[EXCERPTED RECORDS — start]

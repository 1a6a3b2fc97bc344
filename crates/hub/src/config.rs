//! TOML config file loading and validation for the session, the sensor
//! simulation, the assistant and an optional crop catalog override.

use anyhow::{bail, Context, Result};
use serde::Deserialize;
use std::time::Duration;

use airmind_engine::assistant::{default_replies, CannedReplies, DEFAULT_GREETING};
use airmind_engine::session::{DEFAULT_INITIAL_DAY, DEFAULT_MAX_NOTICES};
use airmind_engine::{Catalog, CropProfile, SensorReading, SessionSettings, SimParams, Thresholds};

use crate::ticker::DEFAULT_TICK_INTERVAL;

// ---------------------------------------------------------------------------
// Config file structures
// ---------------------------------------------------------------------------

#[derive(Debug, Default, Deserialize)]
pub struct Config {
    #[serde(default)]
    pub session: SessionSection,
    #[serde(default)]
    pub simulation: SimulationSection,
    #[serde(default)]
    pub assistant: AssistantSection,
    /// Replaces the built-in catalog when non-empty.
    #[serde(default)]
    pub crops: Vec<CropProfile>,
}

#[derive(Debug, Deserialize)]
#[serde(default)]
pub struct SessionSection {
    pub tick_interval_ms: i64,
    pub initial_day: i64,
    /// Enables the day clock when set.
    pub day_length_secs: Option<i64>,
    pub ph_tolerance: f64,
    pub ec_tolerance: Option<f64>,
    pub temp_min: Option<f64>,
    pub temp_max: Option<f64>,
    pub max_notices: usize,
    pub initial_reading: ReadingEntry,
}

impl Default for SessionSection {
    fn default() -> Self {
        Self {
            tick_interval_ms: DEFAULT_TICK_INTERVAL.as_millis() as i64,
            initial_day: i64::from(DEFAULT_INITIAL_DAY),
            day_length_secs: None,
            ph_tolerance: 0.2,
            ec_tolerance: None,
            temp_min: None,
            temp_max: None,
            max_notices: DEFAULT_MAX_NOTICES,
            initial_reading: ReadingEntry::default(),
        }
    }
}

#[derive(Debug, Deserialize)]
#[serde(default)]
pub struct ReadingEntry {
    pub ph: f64,
    pub ec: f64,
    pub temp: f64,
}

impl Default for ReadingEntry {
    fn default() -> Self {
        let r = SensorReading::default();
        Self {
            ph: r.ph,
            ec: r.ec,
            temp: r.temp,
        }
    }
}

#[derive(Debug, Deserialize)]
#[serde(default)]
pub struct SimulationSection {
    pub ph_jitter: f64,
    pub temp_baseline: f64,
    pub temp_jitter: f64,
}

impl Default for SimulationSection {
    fn default() -> Self {
        let p = SimParams::default();
        Self {
            ph_jitter: p.ph_jitter,
            temp_baseline: p.temp_baseline,
            temp_jitter: p.temp_jitter,
        }
    }
}

#[derive(Debug, Deserialize)]
#[serde(default)]
pub struct AssistantSection {
    pub greeting: String,
    /// Falls back to the built-in replies when empty.
    pub replies: Vec<String>,
    pub reply_delay_ms: i64,
}

impl Default for AssistantSection {
    fn default() -> Self {
        Self {
            greeting: DEFAULT_GREETING.to_string(),
            replies: Vec::new(),
            reply_delay_ms: 1000,
        }
    }
}

// ---------------------------------------------------------------------------
// Validation
// ---------------------------------------------------------------------------

impl Config {
    /// Validate every section. Returns `Ok(())` or an error describing
    /// every violation found (not just the first one).
    pub fn validate(&self) -> Result<()> {
        let mut errors: Vec<String> = Vec::new();

        self.validate_session(&mut errors);
        self.validate_simulation(&mut errors);
        self.validate_assistant(&mut errors);

        if !self.crops.is_empty() {
            if let Err(e) = Catalog::new(self.crops.clone()) {
                errors.push(e.to_string());
            }
        }

        if errors.is_empty() {
            Ok(())
        } else {
            bail!(
                "config validation failed ({} error{}):\n  - {}",
                errors.len(),
                if errors.len() == 1 { "" } else { "s" },
                errors.join("\n  - ")
            );
        }
    }

    fn validate_session(&self, errors: &mut Vec<String>) {
        let s = &self.session;

        if s.tick_interval_ms <= 0 {
            errors.push(format!(
                "session: tick_interval_ms must be positive, got {}",
                s.tick_interval_ms
            ));
        }
        if s.initial_day < 1 || s.initial_day > i64::from(u32::MAX) {
            errors.push(format!(
                "session: initial_day must be at least 1, got {}",
                s.initial_day
            ));
        }
        if let Some(secs) = s.day_length_secs {
            if secs <= 0 {
                errors.push(format!(
                    "session: day_length_secs must be positive, got {secs}"
                ));
            }
        }
        if s.max_notices == 0 {
            errors.push("session: max_notices must be positive".to_string());
        }

        // ── Thresholds ──────────────────────────────────────────
        if !non_negative(s.ph_tolerance) {
            errors.push(format!(
                "session: ph_tolerance must be non-negative, got {}",
                s.ph_tolerance
            ));
        }
        if let Some(tol) = s.ec_tolerance {
            if !non_negative(tol) {
                errors.push(format!(
                    "session: ec_tolerance must be non-negative, got {tol}"
                ));
            }
        }
        match (s.temp_min, s.temp_max) {
            (Some(min), Some(max)) if min >= max => errors.push(format!(
                "session: temp_min ({min}) must be less than temp_max ({max})"
            )),
            (Some(_), None) | (None, Some(_)) => errors.push(
                "session: temp_min and temp_max must be set together".to_string(),
            ),
            _ => {}
        }

        // ── Initial reading ─────────────────────────────────────
        let r = &s.initial_reading;
        if !(0.0..=14.0).contains(&r.ph) {
            errors.push(format!(
                "session: initial_reading.ph {} out of range [0.0, 14.0]",
                r.ph
            ));
        }
        if !non_negative(r.ec) {
            errors.push(format!(
                "session: initial_reading.ec must be non-negative, got {}",
                r.ec
            ));
        }
        if !r.temp.is_finite() {
            errors.push("session: initial_reading.temp is not a number".to_string());
        }
    }

    fn validate_simulation(&self, errors: &mut Vec<String>) {
        let sim = &self.simulation;
        if !non_negative(sim.ph_jitter) {
            errors.push(format!(
                "simulation: ph_jitter must be non-negative, got {}",
                sim.ph_jitter
            ));
        }
        if !non_negative(sim.temp_jitter) {
            errors.push(format!(
                "simulation: temp_jitter must be non-negative, got {}",
                sim.temp_jitter
            ));
        }
        if !sim.temp_baseline.is_finite() {
            errors.push("simulation: temp_baseline is not a number".to_string());
        }
    }

    fn validate_assistant(&self, errors: &mut Vec<String>) {
        let a = &self.assistant;
        if a.reply_delay_ms < 0 {
            errors.push(format!(
                "assistant: reply_delay_ms must not be negative, got {}",
                a.reply_delay_ms
            ));
        }
        for (i, reply) in a.replies.iter().enumerate() {
            if reply.trim().is_empty() {
                errors.push(format!("assistant: replies[{i}] is empty"));
            }
        }
    }

    // -----------------------------------------------------------------------
    // Derived settings (call after `validate`)
    // -----------------------------------------------------------------------

    pub fn catalog(&self) -> Result<Catalog> {
        if self.crops.is_empty() {
            return Ok(Catalog::builtin());
        }
        Catalog::new(self.crops.clone()).context("invalid crop catalog")
    }

    pub fn session_settings(&self) -> SessionSettings {
        let s = &self.session;
        let r = &s.initial_reading;
        SessionSettings {
            initial_day: u32::try_from(s.initial_day).unwrap_or(1),
            initial_reading: SensorReading {
                ph: r.ph,
                ec: r.ec,
                temp: r.temp,
            },
            thresholds: Thresholds {
                ph_tolerance: s.ph_tolerance,
                ec_tolerance: s.ec_tolerance,
                temp_range: s.temp_min.zip(s.temp_max),
            },
            sim: SimParams {
                ph_jitter: self.simulation.ph_jitter,
                temp_baseline: self.simulation.temp_baseline,
                temp_jitter: self.simulation.temp_jitter,
            },
            max_notices: s.max_notices,
        }
    }

    pub fn tick_interval(&self) -> Duration {
        Duration::from_millis(self.session.tick_interval_ms.max(1) as u64)
    }

    pub fn day_length(&self) -> Option<Duration> {
        self.session
            .day_length_secs
            .map(|secs| Duration::from_secs(secs.max(1) as u64))
    }

    pub fn assistant(&self) -> Result<CannedReplies> {
        let replies = if self.assistant.replies.is_empty() {
            default_replies()
        } else {
            self.assistant.replies.clone()
        };
        CannedReplies::new(self.assistant.greeting.clone(), replies)
            .context("invalid assistant configuration")
    }

    pub fn reply_delay(&self) -> Duration {
        Duration::from_millis(self.assistant.reply_delay_ms.max(0) as u64)
    }
}

fn non_negative(v: f64) -> bool {
    v.is_finite() && v >= 0.0
}

// ---------------------------------------------------------------------------
// Load
// ---------------------------------------------------------------------------

/// Read, parse, and validate a TOML config file.
pub fn load(path: &str) -> Result<Config> {
    let contents =
        std::fs::read_to_string(path).with_context(|| format!("failed to read config: {path}"))?;
    let config: Config =
        toml::from_str(&contents).with_context(|| format!("failed to parse config: {path}"))?;
    config
        .validate()
        .with_context(|| format!("invalid config: {path}"))?;
    Ok(config)
}

// ===========================================================================
// Tests
// ===========================================================================
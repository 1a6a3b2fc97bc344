//! Simulation and crop lifecycle engine for the AirMind hydroponic tower.
//!
//! The engine is synchronous and free of I/O.  A host (the hub) owns one
//! [`Session`], feeds it timer ticks and operator actions, and renders
//! [`Snapshot`]s.

pub mod assistant;
pub mod catalog;
pub mod control;
pub mod error;
pub mod lifecycle;
pub mod session;
pub mod sim;
pub mod status;

pub use catalog::{Catalog, CropProfile};
pub use control::ControlState;
pub use error::EngineError;
pub use lifecycle::LifecycleState;
pub use session::{Notice, NoticeKind, Session, SessionSettings, Snapshot};
pub use sim::{FastrandNoise, NoiseSource, SensorReading, SensorSimulator, SimParams};
pub use status::{Evaluation, Status, Thresholds};
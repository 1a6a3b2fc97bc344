//! Threshold checks that turn a reading into per-metric status lights.

use serde::{Deserialize, Serialize};

use crate::catalog::CropProfile;
use crate::sim::SensorReading;

/// Absorbs binary representation error so a deviation of exactly the
/// tolerance (e.g. 6.0 vs 5.8) stays nominal.
const EPSILON: f64 = 1e-9;

#[derive(Debug, Clone, Copy, PartialEq, Eq, Serialize)]
#[serde(rename_all = "snake_case")]
pub enum Status {
    Nominal,
    AttentionNeeded,
}

impl Status {
    fn flag(attention: bool) -> Self {
        if attention {
            Self::AttentionNeeded
        } else {
            Self::Nominal
        }
    }
}

#[derive(Debug, Clone, Copy, PartialEq, Eq, Serialize)]
pub struct Evaluation {
    pub ph: Status,
    pub ec: Status,
    pub temp: Status,
}

impl Evaluation {
    pub fn needs_attention(&self) -> bool {
        [self.ph, self.ec, self.temp].contains(&Status::AttentionNeeded)
    }
}

/// Allowed deviation from the crop's targets.
///
/// Conductivity and temperature are unchecked unless configured.
#[derive(Debug, Clone, Copy, PartialEq, Serialize, Deserialize)]
pub struct Thresholds {
    pub ph_tolerance: f64,
    pub ec_tolerance: Option<f64>,
    /// Inclusive `(min, max)` water temperature band.
    pub temp_range: Option<(f64, f64)>,
}

impl Default for Thresholds {
    fn default() -> Self {
        Self {
            ph_tolerance: 0.2,
            ec_tolerance: None,
            temp_range: None,
        }
    }
}

fn exceeds(value: f64, target: f64, tolerance: f64) -> bool {
    (value - target).abs() > tolerance + EPSILON
}

/// Classify each metric of `reading` against `crop`'s targets.
pub fn evaluate(reading: &SensorReading, crop: &CropProfile, thresholds: &Thresholds) -> Evaluation {
    let ph = exceeds(reading.ph, crop.target_ph, thresholds.ph_tolerance);

    let ec = thresholds
        .ec_tolerance
        .is_some_and(|tol| exceeds(reading.ec, crop.target_ec, tol));

    let temp = thresholds
        .temp_range
        .is_some_and(|(min, max)| reading.temp < min - EPSILON || reading.temp > max + EPSILON);

    Evaluation {
        ph: Status::flag(ph),
        ec: Status::flag(ec),
        temp: Status::flag(temp),
    }
}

[EXCERPTED RECORDS — finish]

WHAT YOU WILL DO: Pull every line with the string "invalid" from the data above.

RESULT OF THIS EXERCISE:
        Catalog::new(self.crops.clone()).context("invalid crop catalog")
            .context("invalid assistant configuration")
        .with_context(|| format!("invalid config: {path}"))?;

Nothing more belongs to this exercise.